** Extracted information follows **

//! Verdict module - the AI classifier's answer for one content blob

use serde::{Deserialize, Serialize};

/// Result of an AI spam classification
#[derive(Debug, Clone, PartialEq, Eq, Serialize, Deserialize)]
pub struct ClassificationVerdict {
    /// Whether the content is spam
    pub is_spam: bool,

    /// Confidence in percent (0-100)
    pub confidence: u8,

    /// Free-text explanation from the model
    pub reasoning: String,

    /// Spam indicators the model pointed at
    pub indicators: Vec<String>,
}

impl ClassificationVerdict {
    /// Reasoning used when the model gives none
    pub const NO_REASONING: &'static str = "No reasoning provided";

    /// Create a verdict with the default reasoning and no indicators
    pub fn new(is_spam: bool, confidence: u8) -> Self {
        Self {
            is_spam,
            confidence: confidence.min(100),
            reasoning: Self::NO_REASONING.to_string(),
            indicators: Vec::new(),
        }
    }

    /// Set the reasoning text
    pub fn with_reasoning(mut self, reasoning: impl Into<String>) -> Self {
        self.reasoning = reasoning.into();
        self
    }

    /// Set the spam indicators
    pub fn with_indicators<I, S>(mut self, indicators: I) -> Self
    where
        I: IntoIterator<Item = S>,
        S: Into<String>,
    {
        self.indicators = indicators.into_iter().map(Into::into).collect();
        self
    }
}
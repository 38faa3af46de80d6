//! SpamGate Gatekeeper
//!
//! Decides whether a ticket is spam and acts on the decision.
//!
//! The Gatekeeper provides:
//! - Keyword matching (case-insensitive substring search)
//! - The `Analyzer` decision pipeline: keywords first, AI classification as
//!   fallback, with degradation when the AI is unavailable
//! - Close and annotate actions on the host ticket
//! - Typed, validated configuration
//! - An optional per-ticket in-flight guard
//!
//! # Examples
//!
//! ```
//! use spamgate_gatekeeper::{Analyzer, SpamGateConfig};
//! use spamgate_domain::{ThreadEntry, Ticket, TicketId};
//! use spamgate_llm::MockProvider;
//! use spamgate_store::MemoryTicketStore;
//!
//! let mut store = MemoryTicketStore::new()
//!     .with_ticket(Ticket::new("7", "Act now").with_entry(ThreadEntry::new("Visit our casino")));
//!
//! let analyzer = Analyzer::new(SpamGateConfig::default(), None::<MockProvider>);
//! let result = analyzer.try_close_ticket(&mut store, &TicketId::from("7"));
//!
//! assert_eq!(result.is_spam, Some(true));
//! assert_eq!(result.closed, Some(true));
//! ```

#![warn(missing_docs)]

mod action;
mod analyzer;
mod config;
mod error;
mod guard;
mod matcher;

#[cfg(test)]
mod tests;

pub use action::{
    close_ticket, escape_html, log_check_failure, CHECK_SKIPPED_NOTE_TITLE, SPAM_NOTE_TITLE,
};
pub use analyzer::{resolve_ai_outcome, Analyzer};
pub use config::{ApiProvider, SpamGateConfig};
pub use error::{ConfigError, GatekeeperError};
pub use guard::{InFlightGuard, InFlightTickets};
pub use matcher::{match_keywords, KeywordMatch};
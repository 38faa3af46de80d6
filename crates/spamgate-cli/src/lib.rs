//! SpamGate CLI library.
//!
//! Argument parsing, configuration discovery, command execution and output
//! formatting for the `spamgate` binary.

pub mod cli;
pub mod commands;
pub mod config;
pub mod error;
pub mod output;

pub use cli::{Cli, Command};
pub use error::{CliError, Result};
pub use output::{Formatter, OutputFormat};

** End of Extracted information **

**What this task involves:**
I would like you to output every record exactly as written.

**Task solution:**
//! Verdict module - the AI classifier's answer for one content blob

use serde::{Deserialize, Serialize};

/// Result of an AI spam classification
#[derive(Debug, Clone, PartialEq, Eq, Serialize, Deserialize)]
pub struct ClassificationVerdict {
    /// Whether the content is spam
    pub is_spam: bool,

    /// Confidence in percent (0-100)
    pub confidence: u8,

    /// Free-text explanation from the model
    pub reasoning: String,

    /// Spam indicators the model pointed at
    pub indicators: Vec<String>,
}

impl ClassificationVerdict {
    /// Reasoning used when the model gives none
    pub const NO_REASONING: &'static str = "No reasoning provided";

    /// Create a verdict with the default reasoning and no indicators
    pub fn new(is_spam: bool, confidence: u8) -> Self {
        Self {
            is_spam,
            confidence: confidence.min(100),
            reasoning: Self::NO_REASONING.to_string(),
            indicators: Vec::new(),
        }
    }

    /// Set the reasoning text
    pub fn with_reasoning(mut self, reasoning: impl Into<String>) -> Self {
        self.reasoning = reasoning.into();
        self
    }

    /// Set the spam indicators
    pub fn with_indicators<I, S>(mut self, indicators: I) -> Self
    where
        I: IntoIterator<Item = S>,
        S: Into<String>,
    {
        self.indicators = indicators.into_iter().map(Into::into).collect();
        self
    }
}
repository 38faa3af46de80d6
//! SpamGate Gatekeeper
//!
//! Decides whether a ticket is spam and acts on the decision.
//!
//! The Gatekeeper provides:
//! - Keyword matching (case-insensitive substring search)
//! - The `Analyzer` decision pipeline: keywords first, AI classification as
//!   fallback, with degradation when the AI is unavailable
//! - Close and annotate actions on the host ticket
//! - Typed, validated configuration
//! - An optional per-ticket in-flight guard
//!
//! # Examples
//!
//! ```
//! use spamgate_gatekeeper::{Analyzer, SpamGateConfig};
//! use spamgate_domain::{ThreadEntry, Ticket, TicketId};
//! use spamgate_llm::MockProvider;
//! use spamgate_store::MemoryTicketStore;
//!
//! let mut store = MemoryTicketStore::new()
//!     .with_ticket(Ticket::new("7", "Act now").with_entry(ThreadEntry::new("Visit our casino")));
//!
//! let analyzer = Analyzer::new(SpamGateConfig::default(), None::<MockProvider>);
//! let result = analyzer.try_close_ticket(&mut store, &TicketId::from("7"));
//!
//! assert_eq!(result.is_spam, Some(true));
//! assert_eq!(result.closed, Some(true));
//! ```

#![warn(missing_docs)]

mod action;
mod analyzer;
mod config;
mod error;
mod guard;
mod matcher;

#[cfg(test)]
mod tests;

pub use action::{
    close_ticket, escape_html, log_check_failure, CHECK_SKIPPED_NOTE_TITLE, SPAM_NOTE_TITLE,
};
pub use analyzer::{resolve_ai_outcome, Analyzer};
pub use config::{ApiProvider, SpamGateConfig};
pub use error::{ConfigError, GatekeeperError};
pub use guard::{InFlightGuard, InFlightTickets};
pub use matcher::{match_keywords, KeywordMatch};
repository 38faa3af46de80d6
filename crates/spamgate-cli/src/lib.rs
//! SpamGate CLI library.
//!
//! Argument parsing, configuration discovery, command execution and output
//! formatting for the `spamgate` binary.

pub mod cli;
pub mod commands;
pub mod config;
pub mod error;
pub mod output;

pub use cli::{Cli, Command};
pub use error::{CliError, Result};
pub use output::{Formatter, OutputFormat};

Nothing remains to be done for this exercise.